Task to carry out:
Search the data below, and report every line in which "ToValue" occurs.

Stored items
- - - -
//! Promises, resolvers and rejection tracking.

use std::panic::{self, AssertUnwindSafe};
use std::rc::Rc;

use deno_core::v8;

use crate::context::Context;
use crate::error::{Error, Result};
use crate::exception;
use crate::function::{self, Function};
use crate::isolate::IsolateRef;
use crate::lifetime::TrackedHandle;
use crate::value::{ToValue, Value};

#[derive(Debug, Clone, Copy, PartialEq, Eq)]
pub enum PromiseState {
    Pending,
    Fulfilled,
    Rejected,
}

/// A value known to be a promise.
#[derive(Clone)]
pub struct Promise {
    value: Value,
}

impl Promise {
    pub(crate) fn from_value(value: Value) -> Self {
        Promise { value }
    }

    fn from_local(
        ctx: &Context,
        scope: &mut v8::HandleScope<'_, ()>,
        local: v8::Local<v8::Promise>,
    ) -> Self {
        Promise {
            value: Value::from_local(ctx, scope, local.into()),
        }
    }

    pub fn value(&self) -> &Value {
        &self.value
    }

    pub fn into_value(self) -> Value {
        self.value
    }

    pub fn context(&self) -> &Context {
        self.value.context()
    }

    fn with_promise<R>(
        &self,
        f: impl for<'s> FnOnce(&mut v8::HandleScope<'s>, v8::Local<'s, v8::Promise>) -> R,
    ) -> R {
        self.value.with_local(|scope, value| {
            match v8::Local::<v8::Promise>::try_from(value) {
                Ok(promise) => f(scope, promise),
                Err(_) => panic!("value is not a promise"),
            }
        })
    }

    pub fn state(&self) -> PromiseState {
        self.with_promise(|_, promise| match promise.state() {
            v8::PromiseState::Pending => PromiseState::Pending,
            v8::PromiseState::Fulfilled => PromiseState::Fulfilled,
            v8::PromiseState::Rejected => PromiseState::Rejected,
        })
    }

    /// The fulfillment value or rejection reason; `None` while pending.
    pub fn result(&self) -> Option<Value> {
        let ctx = self.context();
        self.with_promise(|scope, promise| {
            if promise.state() == v8::PromiseState::Pending {
                return None;
            }
            let result = promise.result(scope);
            Some(Value::from_local(ctx, scope, result))
        })
    }

    /// Whether a handler was ever attached.
    pub fn has_handler(&self) -> bool {
        self.with_promise(|_, promise| promise.has_handler())
    }

    /// `promise.then(on_fulfilled)`
    pub fn then(&self, on_fulfilled: &Function) -> Result<Promise> {
        self.chain(&[on_fulfilled], |tc, promise, handlers| {
            promise.then(tc, handlers[0])
        })
    }

    /// `promise.then(on_fulfilled, on_rejected)`
    pub fn then2(&self, on_fulfilled: &Function, on_rejected: &Function) -> Result<Promise> {
        self.chain(&[on_fulfilled, on_rejected], |tc, promise, handlers| {
            promise.then2(tc, handlers[0], handlers[1])
        })
    }

    /// `promise.catch(on_rejected)`
    pub fn catch(&self, on_rejected: &Function) -> Result<Promise> {
        self.chain(&[on_rejected], |tc, promise, handlers| {
            promise.catch(tc, handlers[0])
        })
    }

    fn chain(
        &self,
        handlers: &[&Function],
        attach: impl for<'s> FnOnce(
            &mut v8::TryCatch<'_, v8::HandleScope<'s>>,
            v8::Local<'s, v8::Promise>,
            &[v8::Local<'s, v8::Function>],
        ) -> Option<v8::Local<'s, v8::Promise>>,
    ) -> Result<Promise> {
        let ctx = self.context();
        ctx.with_scope(|scope| {
            let promise = v8::Local::<v8::Promise>::try_from(self.value.local(scope))
                .map_err(|_| Error::Type { expected: "a promise" })?;
            let mut locals = Vec::with_capacity(handlers.len());
            for handler in handlers {
                locals.push(function::function_local(scope, handler.value())?);
            }

            let tc = &mut v8::TryCatch::new(scope);
            match attach(tc, promise, &locals) {
                Some(chained) => Ok(Promise::from_local(ctx, tc, chained)),
                None => Err(exception::take(tc, ctx)),
            }
        })
    }
}

impl std::fmt::Debug for Promise {
    fn fmt(&self, f: &mut std::fmt::Formatter<'_>) -> std::fmt::Result {
        write!(f, "Promise({:?})", self.value)
    }
}

/// Creates a promise and settles it from Rust.
pub struct PromiseResolver {
    ctx: Context,
    handle: Rc<TrackedHandle<v8::PromiseResolver>>,
}

impl PromiseResolver {
    pub fn new(ctx: &Context) -> Result<Self> {
        ctx.with_scope(|scope| {
            let resolver = v8::PromiseResolver::new(scope)
                .ok_or_else(|| Error::engine("promise resolver could not be created"))?;
            let global = v8::Global::new(scope, resolver);
            Ok(PromiseResolver {
                ctx: ctx.clone(),
                handle: TrackedHandle::new(&ctx.isolate().inner.lifetimes, global),
            })
        })
    }

    pub fn context(&self) -> &Context {
        &self.ctx
    }

    /// The promise this resolver settles.
    pub fn promise(&self) -> Promise {
        self.ctx.with_scope(|scope| {
            let promise = self.handle.local(scope).get_promise(scope);
            Promise::from_local(&self.ctx, scope, promise)
        })
    }

    /// Fulfill the promise. Returns false if it was already settled.
    pub fn resolve(&self, value: impl ToValue) -> Result<bool> {
        self.settle(value, false)
    }

    /// Reject the promise. Returns false if it was already settled.
    pub fn reject(&self, reason: impl ToValue) -> Result<bool> {
        self.settle(reason, true)
    }

    fn settle(&self, value: impl ToValue, reject: bool) -> Result<bool> {
        let value = value.to_value(&self.ctx)?;
        let ctx = &self.ctx;
        ctx.with_scope(|scope| {
            let resolver = self.handle.local(scope);
            let promise = resolver.get_promise(scope);
            let pending = promise.state() == v8::PromiseState::Pending;
            let value = value.local(scope);

            let tc = &mut v8::TryCatch::new(scope);
            let settled = if reject {
                resolver.reject(tc, value)
            } else {
                resolver.resolve(tc, value)
            };
            match settled {
                Some(_) => Ok(pending),
                None => Err(exception::take(tc, ctx)),
            }
        })
    }
}

/// Why the engine reported a promise.
#[derive(Debug, Clone, Copy, PartialEq, Eq)]
pub enum PromiseRejectKind {
    /// Rejected with no handler attached.
    RejectWithNoHandler,
    /// A handler was attached to an already rejected promise.
    HandlerAddedAfterReject,
    RejectAfterResolved,
    ResolveAfterResolved,
}

impl From<v8::PromiseRejectEvent> for PromiseRejectKind {
    fn from(event: v8::PromiseRejectEvent) -> Self {
        match event {
            v8::PromiseRejectEvent::PromiseRejectWithNoHandler => Self::RejectWithNoHandler,
            v8::PromiseRejectEvent::PromiseHandlerAddedAfterReject => {
                Self::HandlerAddedAfterReject
            }
            v8::PromiseRejectEvent::PromiseRejectAfterResolved => Self::RejectAfterResolved,
            v8::PromiseRejectEvent::PromiseResolveAfterResolved => Self::ResolveAfterResolved,
        }
    }
}

/// Payload of a promise rejection notification.
#[derive(Debug)]
pub struct PromiseRejectEvent {
    pub kind: PromiseRejectKind,
    pub promise: Promise,
    /// The rejection reason; absent for `HandlerAddedAfterReject`.
    pub value: Option<Value>,
}

/// Receives promise rejection notifications from every context of an
/// isolate.
pub trait PromiseRejectListener {
    fn promise_rejected(&self, event: &PromiseRejectEvent);
}

impl<F> PromiseRejectListener for F
where
    F: Fn(&PromiseRejectEvent),
{
    fn promise_rejected(&self, event: &PromiseRejectEvent) {
        self(event)
    }
}

pub(crate) extern "C" fn promise_reject_callback(message: v8::PromiseRejectMessage) {
    // SAFETY: called by the engine on the isolate's thread with the
    // rejected promise's context entered.
    let scope = &mut unsafe { v8::CallbackScope::new(&message) };
    let Some(isolate) = IsolateRef::from_native(scope) else {
        return;
    };
    let Some(listener) = isolate.promise_reject_listener() else {
        return;
    };

    let current = scope.get_current_context();
    let Some(ctx) = isolate.context_for(scope, current) else {
        log::debug!("isolate {}: promise rejected in an unknown context", isolate.id());
        return;
    };

    let event = PromiseRejectEvent {
        kind: message.get_event().into(),
        promise: Promise::from_local(&ctx, scope, message.get_promise()),
        value: message
            .get_value()
            .map(|value| Value::from_local(&ctx, scope, value)),
    };
    let result = panic::catch_unwind(AssertUnwindSafe(|| listener.promise_rejected(&event)));
    if result.is_err() {
        log::error!("isolate {}: promise reject listener panicked", isolate.id());
    }
}
//! Translation between engine exceptions and Rust errors.
//!
//! Outbound: a pending exception in a `TryCatch` becomes an
//! [`Error::Script`] carrying the message, location, stack text and the
//! engine's message details (frames included). Inbound: a
//! [`CallbackError`] returned by a host callback becomes the pending
//! exception of that call.

use std::rc::Rc;

use deno_core::v8;
use isobind_diagnostics::{ExceptionMessage, Location, ScriptError, ScriptId, SourceCache, StackFrame};

use crate::callback::{CallbackError, ErrorKind};
use crate::context::Context;
use crate::error::{Error, Result};
use crate::isolate::{self, IsolateRef};
use crate::lifetime::TrackedHandle;

pub(crate) fn new_string<'s>(
    scope: &mut v8::HandleScope<'s, ()>,
    text: &str,
) -> Result<v8::Local<'s, v8::String>> {
    v8::String::new(scope, text).ok_or_else(|| Error::engine("string is too long for the engine"))
}

/// Take the pending exception (or termination) out of `tc`.
pub(crate) fn take(tc: &mut v8::TryCatch<v8::HandleScope>, ctx: &Context) -> Error {
    if tc.has_terminated() || tc.is_execution_terminating() {
        return isolate::termination_error(ctx.isolate());
    }
    match tc.exception() {
        Some(exception) => {
            let message = tc.message();
            Error::Script(script_error(tc, exception, message, ctx.isolate()))
        }
        None => Error::engine("operation failed without raising an exception"),
    }
}

/// Build a `ScriptError` from an exception value and its message.
///
/// Converting the exception to a string may run script, so the source cache
/// is only borrowed afterwards.
pub(crate) fn script_error(
    scope: &mut v8::HandleScope,
    exception: v8::Local<v8::Value>,
    message: Option<v8::Local<v8::Message>>,
    isolate: &IsolateRef,
) -> ScriptError {
    let text = exception
        .to_string(scope)
        .map(|s| s.to_rust_string_lossy(scope));
    let stack = stack_property(scope, exception);
    let details = message.map(|m| {
        let sources = isolate.inner.sources.borrow();
        exception_message(scope, m, &sources)
    });

    let text = text
        .or_else(|| details.as_ref().map(|d| d.text.clone()))
        .unwrap_or_default();
    let mut err = ScriptError::new(text);

    if let Some(stack) = stack {
        err = err.with_stack(stack);
    } else if exception.is_native_error() {
        let message = err.message.clone();
        err = err.with_stack(message);
    }

    if let Some(details) = details {
        if !details.script_resource_name.is_empty() || details.line_number > 0 {
            err = err.with_location(details.location());
        }
        err = err.with_details(details);
    }
    err
}

fn stack_property(scope: &mut v8::HandleScope, exception: v8::Local<v8::Value>) -> Option<String> {
    if !exception.is_object() {
        return None;
    }
    let object = exception.to_object(scope)?;
    let key = v8::String::new(scope, "stack")?;
    let stack = object.get(scope, key.into())?;
    if !stack.is_string() {
        return None;
    }
    Some(stack.to_rust_string_lossy(scope))
}

fn exception_message(
    scope: &mut v8::HandleScope,
    message: v8::Local<v8::Message>,
    sources: &SourceCache,
) -> ExceptionMessage {
    let text = message.get(scope).to_rust_string_lossy(scope);
    let script_resource_name = message
        .get_script_resource_name(scope)
        .filter(|name| !name.is_null_or_undefined())
        .map(|name| name.to_rust_string_lossy(scope))
        .unwrap_or_default();
    let source_line = message
        .get_source_line(scope)
        .map(|line| line.to_rust_string_lossy(scope))
        .unwrap_or_default();
    let frames = message
        .get_stack_trace(scope)
        .map(|trace| collect_frames(scope, trace, sources))
        .unwrap_or_default();
    let script_id = sources
        .get_by_name(&script_resource_name)
        .map(|file| file.id)
        .unwrap_or(ScriptId::UNKNOWN);

    ExceptionMessage {
        text,
        script_resource_name,
        script_id,
        line_number: message.get_line_number(scope).unwrap_or(0) as u32,
        start_column: message.get_start_column() as u32,
        end_column: message.get_end_column() as u32,
        start_position: message.get_start_position().max(0) as u32,
        end_position: message.get_end_position().max(0) as u32,
        source_line,
        wasm_function_index: message.get_wasm_function_index(),
        frames,
    }
}

pub(crate) fn collect_frames(
    scope: &mut v8::HandleScope,
    trace: v8::Local<v8::StackTrace>,
    sources: &SourceCache,
) -> Vec<StackFrame> {
    let count = trace.get_frame_count();
    let mut frames = Vec::with_capacity(count);
    for index in 0..count {
        if let Some(frame) = trace.get_frame(scope, index) {
            frames.push(stack_frame(scope, frame, sources));
        }
    }
    frames
}

fn stack_frame(
    scope: &mut v8::HandleScope,
    frame: v8::Local<v8::StackFrame>,
    sources: &SourceCache,
) -> StackFrame {
    let script_name = frame
        .get_script_name(scope)
        .map(|name| name.to_rust_string_lossy(scope))
        .unwrap_or_default();
    let function_name = frame
        .get_function_name(scope)
        .map(|name| name.to_rust_string_lossy(scope))
        .unwrap_or_default();
    let script_source = sources
        .lookup(ScriptId(frame.get_script_id() as i32), &script_name)
        .map(|file| file.source.clone())
        .unwrap_or_default();

    StackFrame {
        script_name,
        script_source,
        function_name,
        line_number: frame.get_line_number() as u32,
        column_number: frame.get_column() as u32,
        is_eval: frame.is_eval(),
        is_constructor: frame.is_constructor(),
        is_wasm: frame.is_wasm(),
        is_user_javascript: frame.is_user_javascript(),
    }
}

/// Make `err` the pending exception of the current callback.
pub(crate) fn throw(scope: &mut v8::HandleScope, err: CallbackError) {
    let exception: v8::Local<v8::Value> = match err {
        CallbackError::Message(text) => match v8::String::new(scope, &text) {
            Some(text) => text.into(),
            None => return,
        },
        CallbackError::Throw { kind, message } => {
            let Some(message) = v8::String::new(scope, &message) else {
                return;
            };
            match kind {
                ErrorKind::Error => v8::Exception::error(scope, message),
                ErrorKind::TypeError => v8::Exception::type_error(scope, message),
                ErrorKind::RangeError => v8::Exception::range_error(scope, message),
                ErrorKind::ReferenceError => v8::Exception::reference_error(scope, message),
                ErrorKind::SyntaxError => v8::Exception::syntax_error(scope, message),
            }
        }
        CallbackError::Exception(value) => value.local(scope),
    };
    scope.throw_exception(exception);
}

/// A captured script stack trace.
///
/// Holds the native trace until it is dropped or its isolate is disposed.
pub struct StackTrace {
    ctx: Context,
    handle: Option<Rc<TrackedHandle<v8::StackTrace>>>,
}

impl StackTrace {
    pub(crate) fn from_local(
        ctx: &Context,
        scope: &mut v8::HandleScope,
        trace: Option<v8::Local<v8::StackTrace>>,
    ) -> Self {
        let handle = trace.map(|trace| {
            let global = v8::Global::new(scope, trace);
            TrackedHandle::new(&ctx.isolate().inner.lifetimes, global)
        });
        StackTrace {
            ctx: ctx.clone(),
            handle,
        }
    }

    pub fn frame_count(&self) -> usize {
        match &self.handle {
            Some(handle) => self
                .ctx
                .with_scope(|scope| handle.local(scope).get_frame_count()),
            None => 0,
        }
    }

    /// Frames, innermost first.
    pub fn frames(&self) -> Vec<StackFrame> {
        let Some(handle) = &self.handle else {
            return Vec::new();
        };
        let sources = self.ctx.isolate().inner.sources.borrow();
        self.ctx.with_scope(|scope| {
            let trace = handle.local(scope);
            collect_frames(scope, trace, &sources)
        })
    }

    pub fn frame(&self, index: usize) -> Option<StackFrame> {
        let handle = self.handle.as_ref()?;
        let sources = self.ctx.isolate().inner.sources.borrow();
        self.ctx.with_scope(|scope| {
            let trace = handle.local(scope);
            let frame = trace.get_frame(scope, index)?;
            Some(stack_frame(scope, frame, &sources))
        })
    }

    /// Location of the innermost frame.
    pub fn top_location(&self) -> Option<Location> {
        self.frame(0).map(|frame| frame.location())
    }
}
//! ES modules and import resolution.
//!
//! A module goes Uninstantiated → Instantiated → Evaluated, or ends up
//! Errored. Instantiation resolves every import through a
//! [`ModuleResolver`]: the resolver is registered in the isolate's handle
//! table for the duration of the call and pushed as a frame on the
//! context, so a resolver that compiles or instantiates other modules
//! re-enters cleanly. Memoizing modules per specifier is the resolver's
//! choice; [`MapResolver`] can do it, [`NoopResolver`] resolves nothing.

use std::cell::RefCell;
use std::collections::HashMap;
use std::panic::{self, AssertUnwindSafe};
use std::rc::Rc;

use anyhow::anyhow;
use deno_core::v8;

use crate::context::Context;
use crate::error::{Error, Result};
use crate::exception;
use crate::isolate::{HostObject, IsolateRef};
use crate::lifetime::TrackedHandle;
use crate::script;
use crate::value::Value;

/// Entries per attribute in the engine's attribute arrays: key, value and
/// source offset.
const ATTRIBUTE_STRIDE: usize = 3;

#[derive(Debug, Clone, Copy, PartialEq, Eq)]
pub enum ModuleStatus {
    Uninstantiated,
    Instantiating,
    Instantiated,
    Evaluating,
    Evaluated,
    Errored,
}

impl From<v8::ModuleStatus> for ModuleStatus {
    fn from(status: v8::ModuleStatus) -> Self {
        match status {
            v8::ModuleStatus::Uninstantiated => Self::Uninstantiated,
            v8::ModuleStatus::Instantiating => Self::Instantiating,
            v8::ModuleStatus::Instantiated => Self::Instantiated,
            v8::ModuleStatus::Evaluating => Self::Evaluating,
            v8::ModuleStatus::Evaluated => Self::Evaluated,
            v8::ModuleStatus::Errored => Self::Errored,
        }
    }
}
- - - -
Task output:
use crate::value::{ToValue, Value};
    pub fn resolve(&self, value: impl ToValue) -> Result<bool> {
    pub fn reject(&self, reason: impl ToValue) -> Result<bool> {
    fn settle(&self, value: impl ToValue, reject: bool) -> Result<bool> {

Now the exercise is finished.